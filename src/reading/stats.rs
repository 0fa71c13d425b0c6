use anyhow::Result;
use chrono::NaiveDate;
use rusqlite::Connection;
use serde::Serialize;

use super::parse_date_column;

/// Completions on one date and the running total up to it.
#[derive(Debug, Clone, PartialEq, Eq, Serialize)]
pub struct DailyCount {
    pub date: NaiveDate,
    pub count: u64,
    pub cumulative: u64,
}

/// Response from [`reading_stats`].
#[derive(Debug, Serialize)]
pub struct ReadingStats {
    /// One row per date with at least one completion, oldest first.
    pub days: Vec<DailyCount>,
    pub total: u64,
}

/// Per-day completion counts with a cumulative total.
pub fn reading_stats(conn: &Connection) -> Result<ReadingStats> {
    let mut stmt = conn.prepare(
        "SELECT date, COUNT(*) FROM logs WHERE date IS NOT NULL GROUP BY date ORDER BY date",
    )?;
    let rows: Vec<(NaiveDate, i64)> = stmt
        .query_map([], |row| {
            let date: String = row.get(0)?;
            Ok((parse_date_column(0, &date)?, row.get(1)?))
        })?
        .collect::<Result<Vec<_>, _>>()?;

    let mut cumulative = 0u64;
    let days = rows
        .into_iter()
        .map(|(date, count)| {
            let count = count as u64;
            cumulative += count;
            DailyCount {
                date,
                count,
                cumulative,
            }
        })
        .collect();

    Ok(ReadingStats {
        days,
        total: cumulative,
    })
}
# # #
■ TASK DETAILS ■
Repeat the entire listing exactly.

■ RESPONSE AREA ■
filename src/reading/stats.rs
repository 0fa71c13d425b0c6
use anyhow::Result;
use chrono::NaiveDate;
use rusqlite::Connection;
use serde::Serialize;

use super::parse_date_column;

/// Completions on one date and the running total up to it.
#[derive(Debug, Clone, PartialEq, Eq, Serialize)]
pub struct DailyCount {
    pub date: NaiveDate,
    pub count: u64,
    pub cumulative: u64,
}

/// Response from [`reading_stats`].
#[derive(Debug, Serialize)]
pub struct ReadingStats {
    /// One row per date with at least one completion, oldest first.
    pub days: Vec<DailyCount>,
    pub total: u64,
}

/// Per-day completion counts with a cumulative total.
pub fn reading_stats(conn: &Connection) -> Result<ReadingStats> {
    let mut stmt = conn.prepare(
        "SELECT date, COUNT(*) FROM logs WHERE date IS NOT NULL GROUP BY date ORDER BY date",
    )?;
    let rows: Vec<(NaiveDate, i64)> = stmt
        .query_map([], |row| {
            let date: String = row.get(0)?;
            Ok((parse_date_column(0, &date)?, row.get(1)?))
        })?
        .collect::<Result<Vec<_>, _>>()?;

    let mut cumulative = 0u64;
    let days = rows
        .into_iter()
        .map(|(date, count)| {
            let count = count as u64;
            cumulative += count;
            DailyCount {
                date,
                count,
                cumulative,
            }
        })
        .collect();

    Ok(ReadingStats {
        days,
        total: cumulative,
    })
}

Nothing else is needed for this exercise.